Yuki Moishima is the associate curator for Japanese art at the museum. She tells Artnet’s Sarah Cascone, that she was “starstruck”, when she heard the paintings would be coming to San Francisco. She says that when she was in art history classes in school, the paintings were discussed and included in textbooks.

Persimmons and Chestnuts are simple but their beauty is profound. Six persimmons, by depicting a Chinese fruit devoid of any connotations, forces the viewer, Tim Brinkhof, to see the subject as it is and not for the ideas that it might represent. The result is a painting which cannot be analysed, but only experienced – the same way that one interacts with flowing water or rolling clouds.

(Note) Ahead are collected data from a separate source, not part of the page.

// Server configuration loaded from TOML

use crate::protocol::ServerCapabilities;
use crate::service::McpServiceBuilder;
use anyhow::{Context, Result};
use serde::{Deserialize, Serialize};
use std::path::{Path, PathBuf};
use toolgate_core::RateLimitConfig;

/// Environment variable naming the configuration file
pub const CONFIG_ENV: &str = "TOOLGATE_CONFIG";

pub const DEFAULT_CONFIG_PATH: &str = "toolgate.toml";

#[derive(Debug, Clone, Default, PartialEq, Serialize, Deserialize)]
pub struct McpConfig {
    #[serde(default)]
    pub server: ServerSection,

    #[serde(default)]
    pub capabilities: CapabilitiesConfig,

    #[serde(default)]
    pub rate_limits: RateLimitConfig,

    #[serde(default)]
    pub tools: ToolsConfig,
}

#[derive(Debug, Clone, PartialEq, Serialize, Deserialize)]
pub struct ServerSection {
    #[serde(default = "default_name")]
    pub name: String,

    #[serde(default = "default_version")]
    pub version: String,

    #[serde(default)]
    pub instructions: Option<String>,
}

fn default_name() -> String {
    "toolgate".to_string()
}

fn default_version() -> String {
    env!("CARGO_PKG_VERSION").to_string()
}

impl Default for ServerSection {
    fn default() -> Self {
        Self {
            name: default_name(),
            version: default_version(),
            instructions: None,
        }
    }
}

/// Advertised capabilities. Tools are always offered.
#[derive(Debug, Clone, PartialEq, Serialize, Deserialize)]
pub struct CapabilitiesConfig {
    #[serde(default = "default_true")]
    pub tools_list_changed: bool,

    #[serde(default)]
    pub resources_list_changed: bool,

    #[serde(default)]
    pub prompts_list_changed: bool,

    #[serde(default)]
    pub roots_list_changed: bool,

    #[serde(default)]
    pub logging: bool,
}

fn default_true() -> bool {
    true
}

impl Default for CapabilitiesConfig {
    fn default() -> Self {
        Self {
            tools_list_changed: true,
            resources_list_changed: false,
            prompts_list_changed: false,
            roots_list_changed: false,
            logging: false,
        }
    }
}

impl From<&CapabilitiesConfig> for ServerCapabilities {
    fn from(config: &CapabilitiesConfig) -> Self {
        Self {
            tools: true,
            tools_list_changed: config.tools_list_changed,
            resources: config.resources_list_changed,
            resources_list_changed: config.resources_list_changed,
            prompts: config.prompts_list_changed,
            prompts_list_changed: config.prompts_list_changed,
            roots_list_changed: config.roots_list_changed,
            logging: config.logging,
            experimental: None,
        }
    }
}

#[derive(Debug, Clone, Default, PartialEq, Serialize, Deserialize)]
pub struct ToolsConfig {
    /// Directories `read_file` may serve from. Empty means the current
    /// working directory.
    #[serde(default)]
    pub allowed_directories: Vec<PathBuf>,
}

impl McpConfig {
    /// Load from `TOOLGATE_CONFIG`, or `toolgate.toml` when unset
    pub fn from_env() -> Result<Self> {
        let path = std::env::var_os(CONFIG_ENV)
            .map(PathBuf::from)
            .unwrap_or_else(|| PathBuf::from(DEFAULT_CONFIG_PATH));
        Self::load(&path)
    }

    /// Load config file if it exists, otherwise use defaults
    pub fn load(config_path: &Path) -> Result<Self> {
        let config: Self = if config_path.exists() {
            let content = std::fs::read_to_string(config_path)
                .context("Failed to read configuration file")?;
            toml::from_str(&content).context("Failed to parse configuration file")?
        } else {
            tracing::info!(
                "Configuration file {} not found, using defaults",
                config_path.display()
            );
            Self::default()
        };

        config
            .rate_limits
            .validate()
            .context("Invalid rate limit configuration")?;

        Ok(config)
    }

    pub fn server_capabilities(&self) -> ServerCapabilities {
        ServerCapabilities::from(&self.capabilities)
    }

    /// Roots for the file tool, falling back to the current directory
    pub fn allowed_directories(&self) -> Result<Vec<PathBuf>> {
        if self.tools.allowed_directories.is_empty() {
            let cwd = std::env::current_dir().context("Failed to resolve current directory")?;
            Ok(vec![cwd])
        } else {
            Ok(self.tools.allowed_directories.clone())
        }
    }

    /// Service builder carrying this configuration
    pub fn service_builder(&self) -> McpServiceBuilder {
        let builder = McpServiceBuilder::default()
            .name(&self.server.name)
            .version(&self.server.version)
            .capabilities(self.server_capabilities())
            .rate_limits(self.rate_limits.clone());

        match &self.server.instructions {
            Some(instructions) => builder.instructions(instructions),
            None => builder,
        }
    }
}
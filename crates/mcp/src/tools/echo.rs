// Echo tool, returns its input message

use crate::protocol::{CallToolResult, ToolSchema};
use crate::tools::{json_schema_object, json_schema_string, parse_arguments, Tool};
use anyhow::Result;
use bytes::Bytes;
use serde::Deserialize;

pub struct EchoTool;

#[derive(Debug, Deserialize)]
struct EchoArgs {
    message: String,
}

#[async_trait::async_trait]
impl Tool for EchoTool {
    fn schema(&self) -> ToolSchema {
        ToolSchema {
            name: "echo".to_string(),
            description: "Echo the input message back as text".to_string(),
            input_schema: json_schema_object(
                serde_json::json!({
                    "message": json_schema_string("The message to echo")
                }),
                vec!["message"],
            ),
        }
    }

    async fn execute(&self, arguments: Bytes) -> Result<CallToolResult> {
        let args: EchoArgs = match parse_arguments("echo", &arguments) {
            Ok(args) => args,
            Err(result) => return Ok(result),
        };

        Ok(CallToolResult::text(args.message))
    }
}
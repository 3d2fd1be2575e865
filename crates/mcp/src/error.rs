//! Error types for the protocol engine.

use crate::protocol::JsonRpcError;
use toolgate_core::RateLimitError;

pub type McpResult<T> = Result<T, McpError>;

/// Protocol-level failures surfaced to the immediate caller.
///
/// Tool-level failures (bad arguments, a file that does not exist) are not
/// errors here: tools report those as a `CallToolResult` with `is_error`.
#[derive(Debug, thiserror::Error)]
pub enum McpError {
    /// Registration with an empty name or without a handler.
    #[error("invalid tool: {0}")]
    InvalidTool(String),

    /// Registration collides with an existing tool.
    #[error("tool {0:?} already registered")]
    DuplicateName(String),

    /// Invocation or lookup of an unregistered tool.
    #[error("unknown tool: {0}")]
    ToolNotFound(String),

    /// `notify_list_changed` with an identifier outside the four list kinds.
    #[error("unsupported list change notification: {0}")]
    UnsupportedNotification(String),

    /// A rate limit wait failed or was cancelled.
    #[error("rate limited: {0}")]
    RateLimited(#[from] RateLimitError),

    /// The tool handler itself failed.
    #[error("tool {tool} failed: {source}")]
    HandlerFailure {
        tool: String,
        #[source]
        source: anyhow::Error,
    },

    /// A notification subscriber failed; later subscribers were skipped.
    #[error("notification handler for {method} failed: {source}")]
    SubscriberFailure {
        method: String,
        #[source]
        source: anyhow::Error,
    },

    /// No such RPC method.
    #[error("method not found: {0}")]
    MethodNotFound(String),

    /// Request params could not be decoded.
    #[error("invalid params: {0}")]
    InvalidParams(String),

    /// Serialization/deserialization error.
    #[error("JSON error: {0}")]
    Json(#[from] serde_json::Error),
}

impl McpError {
    /// JSON-RPC error object for this failure
    pub fn to_rpc_error(&self) -> JsonRpcError {
        match self {
            Self::ToolNotFound(_) | Self::InvalidParams(_) => {
                JsonRpcError::invalid_params(self.to_string())
            }
            Self::MethodNotFound(method) => JsonRpcError::method_not_found(method),
            Self::RateLimited(reason) => {
                JsonRpcError::custom(JsonRpcError::RATE_LIMITED, self.to_string())
                    .with_data(serde_json::json!({ "reason": rate_limit_reason(reason) }))
            }
            _ => JsonRpcError::internal_error(self.to_string()),
        }
    }
}

fn rate_limit_reason(err: &RateLimitError) -> &'static str {
    match err {
        RateLimitError::Cancelled => "cancelled",
        RateLimitError::DeadlineExceeded { .. } => "deadline_exceeded",
        RateLimitError::Exhausted => "exhausted",
        RateLimitError::InvalidLimit { .. } => "invalid_limit",
    }
}

impl From<McpError> for JsonRpcError {
    fn from(err: McpError) -> Self {
        err.to_rpc_error()
    }
}
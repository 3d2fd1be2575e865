// Standalone MCP server binary

use anyhow::Result;
use std::sync::Arc;
use toolgate_mcp::config::McpConfig;
use toolgate_mcp::server::McpServer;
use toolgate_mcp::tools::{EchoTool, ReadFileTool, ToolDefinition};

#[tokio::main]
async fn main() -> Result<()> {
    // stdout carries the protocol, so logs go to stderr
    tracing_subscriber::fmt()
        .with_env_filter(
            tracing_subscriber::EnvFilter::try_from_default_env()
                .unwrap_or_else(|_| "toolgate_core=info,toolgate_mcp=info".into()),
        )
        .with_writer(std::io::stderr)
        .with_target(false)
        .init();

    tracing::info!("Toolgate MCP Server starting...");

    let config = McpConfig::from_env()?;
    let service = Arc::new(config.service_builder().build()?);

    service.register_tool(ToolDefinition::from_tool(Arc::new(EchoTool)))?;
    service.register_tool(ToolDefinition::from_tool(Arc::new(ReadFileTool::new(
        config.allowed_directories()?,
    ))))?;

    tracing::info!("Registered {} tools", service.tool_count());

    let server = McpServer::new(service);
    let shutdown = server.shutdown_token();
    tokio::spawn(async move {
        if tokio::signal::ctrl_c().await.is_ok() {
            tracing::info!("Interrupted, shutting down");
            shutdown.cancel();
        }
    });

    server.start().await?;

    Ok(())
}
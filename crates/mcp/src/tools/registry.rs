// Tool definitions and the registry that owns them

use crate::error::{McpError, McpResult};
use crate::protocol::{CallToolResult, ToolSchema};
use anyhow::Result;
use bytes::Bytes;
use futures::future::{BoxFuture, FutureExt};
use parking_lot::RwLock;
use serde::de::DeserializeOwned;
use std::collections::HashMap;
use std::future::Future;
use std::sync::Arc;

/// Invocable half of a tool: raw JSON argument bytes in, result out
pub type ToolHandler = Arc<dyn Fn(Bytes) -> BoxFuture<'static, Result<CallToolResult>> + Send + Sync>;

/// Tool executor trait
#[async_trait::async_trait]
pub trait Tool: Send + Sync {
    /// Get the tool schema for MCP
    fn schema(&self) -> ToolSchema;

    /// Execute the tool with the raw JSON arguments of a call.
    ///
    /// Argument problems should come back as `CallToolResult::error`; an
    /// `Err` here is reported to the caller as a protocol failure.
    async fn execute(&self, arguments: Bytes) -> Result<CallToolResult>;
}

/// A tool as submitted for registration
#[derive(Clone)]
pub struct ToolDefinition {
    pub name: String,
    pub description: String,
    pub input_schema: serde_json::Value,
    handler: Option<ToolHandler>,
}

impl ToolDefinition {
    /// A definition with no handler yet; see `with_handler`
    pub fn new(
        name: impl Into<String>,
        description: impl Into<String>,
        input_schema: serde_json::Value,
    ) -> Self {
        Self {
            name: name.into(),
            description: description.into(),
            input_schema,
            handler: None,
        }
    }

    pub fn with_handler<F, Fut>(mut self, handler: F) -> Self
    where
        F: Fn(Bytes) -> Fut + Send + Sync + 'static,
        Fut: Future<Output = Result<CallToolResult>> + Send + 'static,
    {
        let handler: ToolHandler = Arc::new(move |arguments| handler(arguments).boxed());
        self.handler = Some(handler);
        self
    }

    /// Wrap a `Tool` implementation
    pub fn from_tool(tool: Arc<dyn Tool>) -> Self {
        let schema = tool.schema();
        let handler: ToolHandler = Arc::new(move |arguments| {
            let tool = tool.clone();
            async move { tool.execute(arguments).await }.boxed()
        });

        Self {
            name: schema.name,
            description: schema.description,
            input_schema: schema.input_schema,
            handler: Some(handler),
        }
    }

    pub fn has_handler(&self) -> bool {
        self.handler.is_some()
    }

    pub fn schema(&self) -> ToolSchema {
        ToolSchema {
            name: self.name.clone(),
            description: self.description.clone(),
            input_schema: self.input_schema.clone(),
        }
    }
}

impl std::fmt::Debug for ToolDefinition {
    fn fmt(&self, f: &mut std::fmt::Formatter<'_>) -> std::fmt::Result {
        f.debug_struct("ToolDefinition")
            .field("name", &self.name)
            .field("description", &self.description)
            .field("input_schema", &self.input_schema)
            .field("has_handler", &self.has_handler())
            .finish()
    }
}

/// Schema and handler together, so a registered tool is never observable
/// without its handler.
struct RegisteredTool {
    schema: ToolSchema,
    handler: ToolHandler,
}

/// Tool registry for managing available tools
#[derive(Default)]
pub struct ToolRegistry {
    tools: RwLock<HashMap<String, RegisteredTool>>,
}

impl ToolRegistry {
    pub fn new() -> Self {
        Self::default()
    }

    /// Register a tool. Names are unique and registrations are final.
    pub fn register(&self, definition: ToolDefinition) -> McpResult<()> {
        if definition.name.is_empty() {
            return Err(McpError::InvalidTool("tool name required".to_string()));
        }
        let Some(handler) = definition.handler.clone() else {
            return Err(McpError::InvalidTool(format!(
                "tool {:?} has no handler",
                definition.name
            )));
        };

        let mut tools = self.tools.write();
        if tools.contains_key(&definition.name) {
            return Err(McpError::DuplicateName(definition.name));
        }

        let schema = definition.schema();
        tools.insert(definition.name, RegisteredTool { schema, handler });
        Ok(())
    }

    /// Descriptive metadata for a tool
    pub fn lookup(&self, name: &str) -> McpResult<ToolSchema> {
        self.tools
            .read()
            .get(name)
            .map(|tool| tool.schema.clone())
            .ok_or_else(|| McpError::ToolNotFound(name.to_string()))
    }

    pub(crate) fn handler(&self, name: &str) -> McpResult<ToolHandler> {
        self.tools
            .read()
            .get(name)
            .map(|tool| tool.handler.clone())
            .ok_or_else(|| McpError::ToolNotFound(name.to_string()))
    }

    /// Snapshot of all tool schemas, sorted by name
    pub fn list(&self) -> Vec<ToolSchema> {
        let mut schemas: Vec<_> = self
            .tools
            .read()
            .values()
            .map(|tool| tool.schema.clone())
            .collect();
        schemas.sort_by(|a, b| a.name.cmp(&b.name));
        schemas
    }

    /// Check if a tool exists
    pub fn contains(&self, name: &str) -> bool {
        self.tools.read().contains_key(name)
    }

    pub fn len(&self) -> usize {
        self.tools.read().len()
    }

    pub fn is_empty(&self) -> bool {
        self.tools.read().is_empty()
    }
}

/// Decode call arguments, turning a decode failure into a tool-level error
/// result.
pub fn parse_arguments<T: DeserializeOwned>(
    tool: &str,
    arguments: &[u8],
) -> std::result::Result<T, CallToolResult> {
    serde_json::from_slice(arguments)
        .map_err(|err| CallToolResult::error(format!("Invalid arguments for {}: {}", tool, err)))
}

// Helper functions for creating tool schemas

pub fn json_schema_object(properties: serde_json::Value, required: Vec<&str>) -> serde_json::Value {
    serde_json::json!({
        "type": "object",
        "properties": properties,
        "required": required
    })
}

pub fn json_schema_string(description: &str) -> serde_json::Value {
    serde_json::json!({
        "type": "string",
        "description": description
    })
}

pub fn json_schema_number(description: &str) -> serde_json::Value {
    serde_json::json!({
        "type": "number",
        "description": description
    })
}
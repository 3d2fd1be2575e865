// MCP (Model Context Protocol) server implementation
// Tool registry, capability negotiation, notifications and rate limiting
// behind a JSON-RPC stdio transport, plus a client for the same framing

pub mod client;
pub mod config;
pub mod error;
pub mod notify;
pub mod protocol;
pub mod server;
pub mod service;
pub mod tools;

pub use client::{ClientError, ClientResult, McpClient};
pub use error::{McpError, McpResult};
pub use notify::{NotificationDispatcher, SubscriptionId};
pub use server::McpServer;
pub use service::{McpService, McpServiceBuilder};
/// List tools request params
#[derive(Debug, Clone, Default, Serialize, Deserialize)]
pub struct ListToolsParams {
    #[serde(default, skip_serializing_if = "Option::is_none")]
    pub cursor: Option<String>,
}

/// List tools response
#[derive(Debug, Clone, Serialize, Deserialize)]
#[serde(rename_all = "camelCase")]
pub struct ListToolsResult {
    pub tools: Vec<ToolSchema>,
    #[serde(default, skip_serializing_if = "Option::is_none")]
    pub next_cursor: Option<String>,
}

/// Call tool request params
#[derive(Debug, Clone, Serialize, Deserialize)]
pub struct CallToolParams {
    pub name: String,
    #[serde(default, skip_serializing_if = "Option::is_none")]
    pub arguments: Option<serde_json::Value>,
}

/// Call tool response.
///
/// `is_error` marks a failure the tool reports as data. Protocol-level
/// failures never produce a `CallToolResult`.
#[derive(Debug, Clone, Default, PartialEq, Serialize, Deserialize)]
pub struct CallToolResult {
    pub content: Vec<ContentBlock>,
    #[serde(rename = "isError", default, skip_serializing_if = "std::ops::Not::not")]
    pub is_error: bool,
    #[serde(alias = "_meta", default, skip_serializing_if = "Option::is_none")]
    pub meta: Option<serde_json::Value>,
}

impl CallToolResult {
    pub fn text(text: impl Into<String>) -> Self {
        Self {
            content: vec![ContentBlock::text(text)],
            ..Self::default()
        }
    }

    /// A tool-level failure, reported as a successful result with
    /// `isError` set
    pub fn error(message: impl Into<String>) -> Self {
        Self {
            content: vec![ContentBlock::error(message)],
            is_error: true,
            meta: None,
        }
    }

    pub fn with_meta(mut self, meta: serde_json::Value) -> Self {
        self.meta = Some(meta);
        self
    }
}

/// Displayable tool output
#[derive(Debug, Clone, PartialEq, Serialize, Deserialize)]
#[serde(tag = "type")]
pub enum ContentBlock {
    #[serde(rename = "text")]
    Text { text: String },
    #[serde(rename = "image")]
    Image {
        /// Base64-encoded bytes
        data: String,
        #[serde(rename = "mimeType")]
        mime_type: String,
    },
    #[serde(rename = "audio")]
    Audio {
        data: String,
        #[serde(rename = "mimeType")]
        mime_type: String,
    },
}

impl ContentBlock {
    pub fn text(text: impl Into<String>) -> Self {
        Self::Text { text: text.into() }
    }

    pub fn error(text: impl Into<String>) -> Self {
        Self::Text {
            text: format!("Error: {}", text.into()),
        }
    }

    pub fn image(bytes: &[u8], mime_type: impl Into<String>) -> Self {
        Self::Image {
            data: base64::engine::general_purpose::STANDARD.encode(bytes),
            mime_type: mime_type.into(),
        }
    }

    pub fn audio(bytes: &[u8], mime_type: impl Into<String>) -> Self {
        Self::Audio {
            data: base64::engine::general_purpose::STANDARD.encode(bytes),
            mime_type: mime_type.into(),
        }
    }

    pub fn as_text(&self) -> Option<&str> {
        match self {
            Self::Text { text } => Some(text),
            _ => None,
        }
    }

    pub fn mime_type(&self) -> Option<&str> {
        match self {
            Self::Text { .. } => None,
            Self::Image { mime_type, .. } | Self::Audio { mime_type, .. } => Some(mime_type),
        }
    }

    /// Decoded binary payload of an image or audio block
    pub fn binary_data(&self) -> Option<Vec<u8>> {
        match self {
            Self::Text { .. } => None,
            Self::Image { data, .. } | Self::Audio { data, .. } => {
                base64::engine::general_purpose::STANDARD.decode(data).ok()
            }
        }
    }
}

/// Log severity (RFC 5424)
#[derive(Debug, Clone, Copy, PartialEq, Eq, PartialOrd, Ord, Serialize, Deserialize)]
#[serde(rename_all = "lowercase")]
pub enum LoggingLevel {
    Debug,
    Info,
    Notice,
    Warning,
    Error,
    Critical,
    Alert,
    Emergency,
}

/// Opaque token correlating progress notifications with a request
#[derive(Debug, Clone, PartialEq, Eq, Serialize, Deserialize)]
#[serde(untagged)]
pub enum ProgressToken {
    String(String),
    Number(i64),
}

impl From<&str> for ProgressToken {
    fn from(token: &str) -> Self {
        Self::String(token.to_string())
    }
}

impl From<String> for ProgressToken {
    fn from(token: String) -> Self {
        Self::String(token)
    }
}

impl From<i64> for ProgressToken {
    fn from(token: i64) -> Self {
        Self::Number(token)
    }
}

/// `notifications/progress` params
#[derive(Debug, Clone, Serialize, Deserialize)]
#[serde(rename_all = "camelCase")]
pub struct ProgressParams {
    pub progress_token: ProgressToken,
    pub progress: f64,
    #[serde(default, skip_serializing_if = "Option::is_none")]
    pub total: Option<f64>,
}

/// `notifications/message` params
#[derive(Debug, Clone, Serialize, Deserialize)]
pub struct LoggingMessageParams {
    pub level: LoggingLevel,
    #[serde(default, skip_serializing_if = "Option::is_none")]
    pub logger: Option<String>,
    pub data: serde_json::Value,
}

/// `notifications/cancelled` params
#[derive(Debug, Clone, Serialize, Deserialize)]
#[serde(rename_all = "camelCase")]
pub struct CancelledParams {
    pub request_id: serde_json::Value,
    #[serde(default, skip_serializing_if = "Option::is_none")]
    pub reason: Option<String>,
}
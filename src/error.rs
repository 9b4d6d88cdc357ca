use thiserror::Error;

/// Convenience alias for results returned by this crate.
pub type Result<T> = std::result::Result<T, Error>;

/// Errors surfaced by the driver.
#[derive(Debug, Error)]
pub enum Error {
    /// Opening the serial device failed after exhausting all retries.
    #[error("failed to open {path} after {attempts} attempts: {source}")]
    Open {
        path: String,
        attempts: u32,
        source: serialport::Error,
    },

    /// Serial port configuration or locking problem.
    #[error("serial port: {0}")]
    SerialPort(String),

    /// I/O failure on the open port.
    #[error("I/O error: {0}")]
    Io(#[from] std::io::Error),

    /// A background polling routine is already running.
    #[error("background polling routine already started")]
    PollingReinit,

    /// No event arrived on the queue before the timeout.
    #[error("timed out waiting for an event from the queue")]
    QueueTimeout,
}

impl From<serialport::Error> for Error {
    fn from(err: serialport::Error) -> Self {
        Self::SerialPort(err.to_string())
    }
}
pub mod protocol;
#[macro_use]
mod macros;
mod device_handle;
mod error;
pub mod mock;
mod transport;

pub use device_handle::{
    DeviceHandle, PushEventReceiver, BAUD_RATE, LOCK_TIMEOUT_MS, POLLING_INTERVAL_MS,
    QUEUE_TIMEOUT_MS,
};
pub use error::{Error, Result};
pub use protocol::{BillType, Command, FaultCode, Response};
pub use transport::{SerialTransport, Transport, OPEN_ATTEMPTS, OPEN_RETRY_MS, SERIAL_TIMEOUT_MS};
use std::fmt;

/// Device-specific code identifying a currency denomination.
///
/// Codes observed on the wire fall in the `64..=69` range; anything else maps
/// to an unknown denomination rather than an error.
#[derive(Clone, Copy, Debug, PartialEq, Eq)]
pub struct BillType(u8);

impl BillType {
    /// Creates a [BillType] from the raw wire byte.
    pub const fn from_u8(code: u8) -> Self {
        Self(code)
    }

    /// Gets the raw wire byte.
    pub const fn as_inner(&self) -> u8 {
        self.0
    }

    /// Gets the denomination label for the bill type.
    pub const fn denomination(&self) -> &'static str {
        match self.0 {
            64 => "10 nghìn",
            65 => "20 nghìn",
            66 => "50 nghìn",
            67 => "100 nghìn",
            68 => "200 nghìn",
            69 => "500 nghìn",
            _ => "Unknown",
        }
    }
}

impl From<u8> for BillType {
    fn from(code: u8) -> Self {
        Self(code)
    }
}

impl fmt::Display for BillType {
    fn fmt(&self, f: &mut fmt::Formatter<'_>) -> fmt::Result {
        write!(f, "{:#04x} ({})", self.0, self.denomination())
    }
}
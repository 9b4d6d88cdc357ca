//! Mock transport for exercising the driver without a physical device.

use std::collections::VecDeque;

use crate::transport::Transport;
use crate::Result;

/// Scripted [Transport] implementation.
///
/// Responses are served in FIFO order, one per [read_available](Transport::read_available)
/// call; every written byte is recorded for later inspection.
#[derive(Debug, Default)]
pub struct MockTransport {
    responses: VecDeque<Vec<u8>>,
    written: Vec<u8>,
}

impl MockTransport {
    /// Creates a new [MockTransport] with no scripted responses.
    pub fn new() -> Self {
        Self::default()
    }

    /// Queues a response frame for a future read.
    pub fn push_response(&mut self, bytes: &[u8]) {
        self.responses.push_back(bytes.to_vec());
    }

    /// Gets all bytes written to the transport so far.
    pub fn written(&self) -> &[u8] {
        &self.written
    }

    /// Clears the record of written bytes.
    pub fn clear_written(&mut self) {
        self.written.clear();
    }
}

impl Transport for MockTransport {
    fn write_all(&mut self, bytes: &[u8]) -> Result<()> {
        self.written.extend_from_slice(bytes);

        Ok(())
    }

    fn read_available(&mut self) -> Result<Vec<u8>> {
        Ok(self.responses.pop_front().unwrap_or_default())
    }
}
use ict_server::mock::MockTransport;
use ict_server::{BillType, Command, DeviceHandle, Response, Result};

mod common;

#[test]
fn test_silent_device_is_not_an_error() -> Result<()> {
    let _lock = common::init();

    let mut port = MockTransport::new();

    let res = DeviceHandle::poll_once(&mut port)?;

    assert_eq!(res, None);
    // Only the poll went out
    assert_eq!(port.written(), [Command::Poll.to_u8()]);

    Ok(())
}

#[test]
fn test_idle_response_takes_no_action() -> Result<()> {
    let _lock = common::init();

    let mut port = MockTransport::new();
    port.push_response(&[0x00]);

    let res = DeviceHandle::poll_once(&mut port)?;

    assert_eq!(res, Some(Response::Idle));
    assert_eq!(port.written(), [Command::Poll.to_u8()]);

    Ok(())
}

#[test]
fn test_power_up_is_acknowledged() -> Result<()> {
    let _lock = common::init();

    let mut port = MockTransport::new();
    port.push_response(&[0x80, 0x8f]);

    let res = DeviceHandle::poll_once(&mut port)?;

    assert_eq!(res, Some(Response::PowerUpRequest));
    assert_eq!(
        port.written(),
        [Command::Poll.to_u8(), Command::Accept.to_u8()]
    );

    Ok(())
}

#[test]
fn test_escrowed_bill_is_accepted() -> Result<()> {
    let _lock = common::init();

    let mut port = MockTransport::new();
    port.push_response(&[0x81, 0x00, 0x41]);

    let res = DeviceHandle::poll_once(&mut port)?;

    assert_eq!(res, Some(Response::Escrow(BillType::from(0x41))));
    assert_eq!(
        port.written(),
        [Command::Poll.to_u8(), Command::Accept.to_u8()]
    );

    Ok(())
}

#[test]
fn test_hardware_fault_recovery_resets_then_enables() -> Result<()> {
    let _lock = common::init();

    let mut port = MockTransport::new();
    // Bill Jam
    port.push_response(&[0x22]);

    DeviceHandle::poll_once(&mut port)?;

    assert_eq!(
        port.written(),
        [
            Command::Poll.to_u8(),
            Command::Reset.to_u8(),
            Command::Enable.to_u8()
        ]
    );

    Ok(())
}

#[test]
fn test_soft_fault_recovery_only_enables() -> Result<()> {
    let _lock = common::init();

    let mut port = MockTransport::new();
    // Checksum Error
    port.push_response(&[0x21]);

    DeviceHandle::poll_once(&mut port)?;

    assert_eq!(
        port.written(),
        [Command::Poll.to_u8(), Command::Enable.to_u8()]
    );

    Ok(())
}

#[test]
fn test_malformed_escrow_frame_is_skipped() -> Result<()> {
    let _lock = common::init();

    let mut port = MockTransport::new();
    port.push_response(&[0x81, 0x00]);

    let res = DeviceHandle::poll_once(&mut port)?;

    assert_eq!(res, Some(Response::Unknown(vec![0x81, 0x00])));
    assert_eq!(port.written(), [Command::Poll.to_u8()]);

    Ok(())
}

#[test]
fn test_poll_cycle_sequence() -> Result<()> {
    let _lock = common::init();

    let mut port = MockTransport::new();

    // Idle, power-up handshake, escrowed bill, motor failure: the reactive
    // commands are none, Accept, Accept, then Reset + Enable.
    let cycles: [(&[u8], &[u8]); 4] = [
        (&[0x00], &[]),
        (&[0x80, 0x8f], &[0x02]),
        (&[0x81, 0x05, 0x42], &[0x02]),
        (&[0x20], &[0x30, 0x3e]),
    ];

    for (response, _) in cycles {
        port.push_response(response);
    }

    for (response, reaction) in cycles {
        port.clear_written();

        DeviceHandle::poll_once(&mut port)?;

        let mut expected = vec![Command::Poll.to_u8()];
        expected.extend_from_slice(reaction);

        assert_eq!(port.written(), expected, "response: {response:02x?}");
    }

    Ok(())
}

Muqi, a Chinese painter who was born in the 1200s in the late Song Dynasty era, is renowned for his work in Japan. Muqi used loose brushstrokes when he painted animals and nature, a style that was in contrast to the precise strokes of many Chinese artists. Scholars believe merchants bought the paintings, then brought them to Japan where the monks’ style was celebrated.

The show was conceived by Kobori Geppo the abbot at the Daitokuji Ryokoin Temple. The museum impressed him during a 2017 visit to San Francisco. The number of homeless people and those experiencing other hardships was also a shock to him.

In a statement from the museum, Xu says that “during conversations with the abbot, it became apparent that we could foster empathy by sharing these two exceptional paintings with our City.” He hopes that the visitors will take away a sense of peace and harmony to help them face the daily challenges.

Two paintings will be displayed at the museum for a single weekend. Persimmonswill be displayed through December 10 while chestnutswill appear between December 8 and December 31.

“You may never see these pictures again,” says Xu. The short time frame we have to see these paintings echoes our limited time on Earth to have a positive influence on others.